» INSTRUCTIONS FOR THE TASK: Show each line of the records in which the word "info" occurs.
========================================
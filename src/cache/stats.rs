//! Cache Statistics Module
//!
//! Tracks hits, misses, expirations and invalidations.

use serde::Serialize;

// == Cache Stats ==
/// Tracks cache performance metrics.
#[derive(Debug, Clone, Default, Serialize)]
pub struct CacheStats {
    /// Number of reads that found a live entry
    pub hits: u64,
    /// Number of reads that found nothing (absent or expired)
    pub misses: u64,
    /// Number of entries removed because their TTL elapsed
    pub expirations: u64,
    /// Number of entries removed by explicit invalidation
    pub invalidations: u64,
    /// Current number of stored entries, expired-but-unswept included
    pub total_entries: usize,
}

impl CacheStats {
    // == Constructor ==
    /// Creates a new CacheStats with all counters at zero.
    pub fn new() -> Self {
        Self::default()
    }

    // == Hit Rate ==
    /// Calculates the cache hit rate.
    ///
    /// Returns hits / (hits + misses), or 0.0 if no reads have been made.
    pub fn hit_rate(&self) -> f64 {
        let total = self.hits + self.misses;
        if total == 0 {
            0.0
        } else {
            self.hits as f64 / total as f64
        }
    }

    // == Recording ==
    /// Records a read that found a live entry.
    pub fn record_hit(&mut self) {
        self.hits += 1;
    }

    /// Records a read that found nothing.
    pub fn record_miss(&mut self) {
        self.misses += 1;
    }

    /// Records `count` entries removed because their TTL elapsed.
    pub fn record_expirations(&mut self, count: usize) {
        self.expirations += count as u64;
    }

    /// Records `count` entries removed by explicit invalidation.
    pub fn record_invalidations(&mut self, count: usize) {
        self.invalidations += count as u64;
    }

    /// Updates the current entry count.
    pub fn set_total_entries(&mut self, count: usize) {
        self.total_entries = count;
    }
}
//! Configuration Module
//!
//! Handles loading cache and server configuration from environment variables.

use std::env;

use crate::cache::DEFAULT_TTL_SECS;

/// Service configuration parameters.
///
/// All values can be configured via environment variables with sensible defaults.
#[derive(Debug, Clone)]
pub struct Config {
    /// TTL in seconds for entries stored without an explicit TTL
    pub default_ttl: u64,
    /// Seconds between expiry sweeps
    pub sweep_interval: u64,
    /// Keys removed per write-lock acquisition during a sweep
    pub sweep_batch_size: usize,
    /// HTTP server port
    pub server_port: u16,
}

impl Config {
    /// Creates a new Config by loading values from environment variables.
    ///
    /// # Environment Variables
    /// - `DEFAULT_TTL` - Default TTL in seconds (default: 600)
    /// - `SWEEP_INTERVAL` - Sweep frequency in seconds (default: 120)
    /// - `SWEEP_BATCH_SIZE` - Keys removed per lock acquisition (default: 64)
    /// - `SERVER_PORT` - HTTP server port (default: 3000)
    pub fn from_env() -> Self {
        let defaults = Self::default();
        Self {
            default_ttl: parse_var("DEFAULT_TTL").unwrap_or(defaults.default_ttl),
            sweep_interval: parse_var("SWEEP_INTERVAL")
                .filter(|secs| *secs > 0)
                .unwrap_or(defaults.sweep_interval),
            sweep_batch_size: parse_var("SWEEP_BATCH_SIZE")
                .filter(|size| *size > 0)
                .unwrap_or(defaults.sweep_batch_size),
            server_port: parse_var("SERVER_PORT").unwrap_or(defaults.server_port),
        }
    }
}

impl Default for Config {
    fn default() -> Self {
        Self {
            default_ttl: DEFAULT_TTL_SECS,
            sweep_interval: 120,
            sweep_batch_size: 64,
            server_port: 3000,
        }
    }
}

fn parse_var<T: std::str::FromStr>(name: &str) -> Option<T> {
    env::var(name).ok().and_then(|v| v.parse().ok())
}
//! Request and Response models for the HTTP API
//!
//! This module defines the DTOs (Data Transfer Objects) used for
//! serializing/deserializing HTTP request and response bodies.

pub mod requests;
pub mod responses;

// Re-export commonly used types
pub use requests::{CreateItemRequest, ItemsQuery, KeyQuery, PatternQuery};
pub use responses::{
    HealthResponse, InvalidateResponse, Item, ItemsPage, KeysResponse, StatsResponse,
};
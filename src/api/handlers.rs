//! API Handlers
//!
//! Cache administration endpoints plus a small demo resource whose reads go
//! through the response cache.

use std::sync::Arc;
use tokio::sync::RwLock;

use axum::{
    extract::{Query, State},
    http::StatusCode,
    Json,
};
use tracing::info;

use crate::cache::CacheService;
use crate::error::{CacheError, Result};
use crate::models::{
    CreateItemRequest, HealthResponse, InvalidateResponse, Item, ItemsPage, ItemsQuery, KeyQuery,
    KeysResponse, PatternQuery, StatsResponse,
};

/// Items returned per page by `GET /items`
pub const ITEMS_PER_PAGE: usize = 10;

/// Application state shared across all handlers.
#[derive(Clone)]
pub struct AppState {
    /// Shared response cache
    pub cache: CacheService,
    /// Demo item collection
    pub items: Arc<RwLock<Vec<Item>>>,
}

impl AppState {
    /// Creates a new AppState around the given cache.
    pub fn new(cache: CacheService) -> Self {
        Self {
            cache,
            items: Arc::new(RwLock::new(Vec::new())),
        }
    }

    /// Creates a new AppState from configuration.
    pub fn from_config(config: &crate::config::Config) -> Self {
        Self::new(CacheService::from_config(config))
    }
}

/// Handler for GET /cache/keys
pub async fn list_keys_handler(State(state): State<AppState>) -> Json<KeysResponse> {
    Json(KeysResponse::new(state.cache.list_keys().await))
}

/// Handler for DELETE /cache/keys?key=...
///
/// Invalidating a key that is not cached still succeeds.
pub async fn invalidate_key_handler(
    State(state): State<AppState>,
    Query(query): Query<KeyQuery>,
) -> Result<Json<InvalidateResponse>> {
    let key = query
        .key
        .ok_or_else(|| CacheError::InvalidArgument("Missing 'key' parameter".to_string()))?;

    let removed = state.cache.invalidate(&key).await?;
    Ok(Json(InvalidateResponse::for_key(&key, removed)))
}

/// Handler for DELETE /cache?pattern=...
///
/// The parameter is required so a bare `DELETE /cache` cannot wipe the cache
/// by accident; `pattern=` clears everything on purpose.
pub async fn invalidate_pattern_handler(
    State(state): State<AppState>,
    Query(query): Query<PatternQuery>,
) -> Result<Json<InvalidateResponse>> {
    let pattern = query
        .pattern
        .ok_or_else(|| CacheError::InvalidArgument("Missing 'pattern' parameter".to_string()))?;

    let removed = state.cache.invalidate_by_pattern(&pattern).await;
    if pattern.is_empty() {
        info!("Cache cleared by empty pattern ({} entries)", removed);
    }
    Ok(Json(InvalidateResponse::for_pattern(&pattern, removed)))
}

/// Handler for GET /cache/stats
pub async fn stats_handler(State(state): State<AppState>) -> Json<StatsResponse> {
    Json(StatsResponse::from(state.cache.stats().await))
}

/// Handler for GET /health
pub async fn health_handler() -> Json<HealthResponse> {
    Json(HealthResponse::healthy())
}

/// Handler for GET /items?page=N
///
/// Registered behind the response cache; never touches the cache itself.
pub async fn list_items_handler(
    State(state): State<AppState>,
    Query(query): Query<ItemsQuery>,
) -> Json<ItemsPage> {
    let page = query.page.unwrap_or(1).max(1);
    let items = state.items.read().await;

    let page_items = items
        .iter()
        .skip((page - 1).saturating_mul(ITEMS_PER_PAGE))
        .take(ITEMS_PER_PAGE)
        .cloned()
        .collect();

    Json(ItemsPage {
        page,
        items: page_items,
        total: items.len(),
    })
}

/// Handler for POST /items
///
/// Invalidates every cached `/items` listing after the insert.
pub async fn create_item_handler(
    State(state): State<AppState>,
    Json(req): Json<CreateItemRequest>,
) -> Result<(StatusCode, Json<Item>)> {
    if let Some(error_msg) = req.validate() {
        return Err(CacheError::InvalidArgument(error_msg));
    }

    let item = {
        let mut items = state.items.write().await;
        let item = Item {
            id: items.len() as u64 + 1,
            name: req.name,
        };
        items.push(item.clone());
        item
    };

    state.cache.invalidate_by_pattern("/items").await;
    Ok((StatusCode::CREATED, Json(item)))
}
//! Cache Entry Module
//!
//! Defines the structure for individual cache entries with TTL support.

use serde_json::Value;

// == Cache Entry ==
/// A single cached value with its creation and expiry timestamps.
#[derive(Debug, Clone, PartialEq)]
pub struct CacheEntry {
    /// The stored payload
    pub value: Value,
    /// Creation timestamp (Unix milliseconds)
    pub created_at: u64,
    /// Expiration timestamp (Unix milliseconds)
    pub expires_at: u64,
}

impl CacheEntry {
    // == Constructor ==
    /// Creates a new entry that expires `ttl_seconds` after `now_ms`.
    ///
    /// # Arguments
    /// * `value` - The value to store
    /// * `ttl_seconds` - TTL in seconds
    /// * `now_ms` - Current time in Unix milliseconds
    pub fn new(value: Value, ttl_seconds: u64, now_ms: u64) -> Self {
        Self {
            value,
            created_at: now_ms,
            expires_at: now_ms.saturating_add(ttl_seconds.saturating_mul(1000)),
        }
    }

    // == Is Expired ==
    /// Checks if the entry has expired at `now_ms`.
    ///
    /// An entry is expired once the current time reaches its expiration time,
    /// so a zero TTL produces an entry that is never readable.
    pub fn is_expired(&self, now_ms: u64) -> bool {
        now_ms >= self.expires_at
    }

    // == Time To Live ==
    /// Returns remaining TTL in milliseconds, 0 once expired.
    pub fn ttl_remaining_ms(&self, now_ms: u64) -> u64 {
        self.expires_at.saturating_sub(now_ms)
    }

    /// Returns remaining TTL in whole seconds, 0 once expired.
    pub fn ttl_remaining(&self, now_ms: u64) -> u64 {
        self.ttl_remaining_ms(now_ms) / 1000
    }
}

// == Unit Tests ==
#[cfg(test)]
mod tests {
    use super::*;
    use serde_json::json;

    #[test]
    fn test_entry_creation() {
        let entry = CacheEntry::new(json!({"id": 1}), 60, 1_000);

        assert_eq!(entry.value, json!({"id": 1}));
        assert_eq!(entry.created_at, 1_000);
        assert_eq!(entry.expires_at, 61_000);
        assert!(!entry.is_expired(1_000));
    }

    #[test]
    fn test_entry_expiration() {
        let entry = CacheEntry::new(json!("v"), 1, 0);

        assert!(!entry.is_expired(999));
        assert!(entry.is_expired(1_000));
        assert!(entry.is_expired(5_000));
    }

    #[test]
    fn test_zero_ttl_is_immediately_expired() {
        let entry = CacheEntry::new(json!("v"), 0, 42);
        assert!(entry.is_expired(42));
    }

    #[test]
    fn test_ttl_remaining() {
        let entry = CacheEntry::new(json!("v"), 10, 0);

        assert_eq!(entry.ttl_remaining_ms(2_500), 7_500);
        assert_eq!(entry.ttl_remaining(2_500), 7);
    }

    #[test]
    fn test_ttl_remaining_expired() {
        let entry = CacheEntry::new(json!("v"), 1, 0);

        assert_eq!(entry.ttl_remaining_ms(3_000), 0);
        assert_eq!(entry.ttl_remaining(3_000), 0);
    }

    #[test]
    fn test_huge_ttl_saturates() {
        let entry = CacheEntry::new(json!("v"), u64::MAX, 10);
        assert_eq!(entry.expires_at, u64::MAX);
        assert!(!entry.is_expired(u64::MAX - 1));
    }
}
========================================
» RESPONSE FOR THIS EXERCISE:
use tracing::info;
        info!("Cache cleared by empty pattern ({} entries)", removed);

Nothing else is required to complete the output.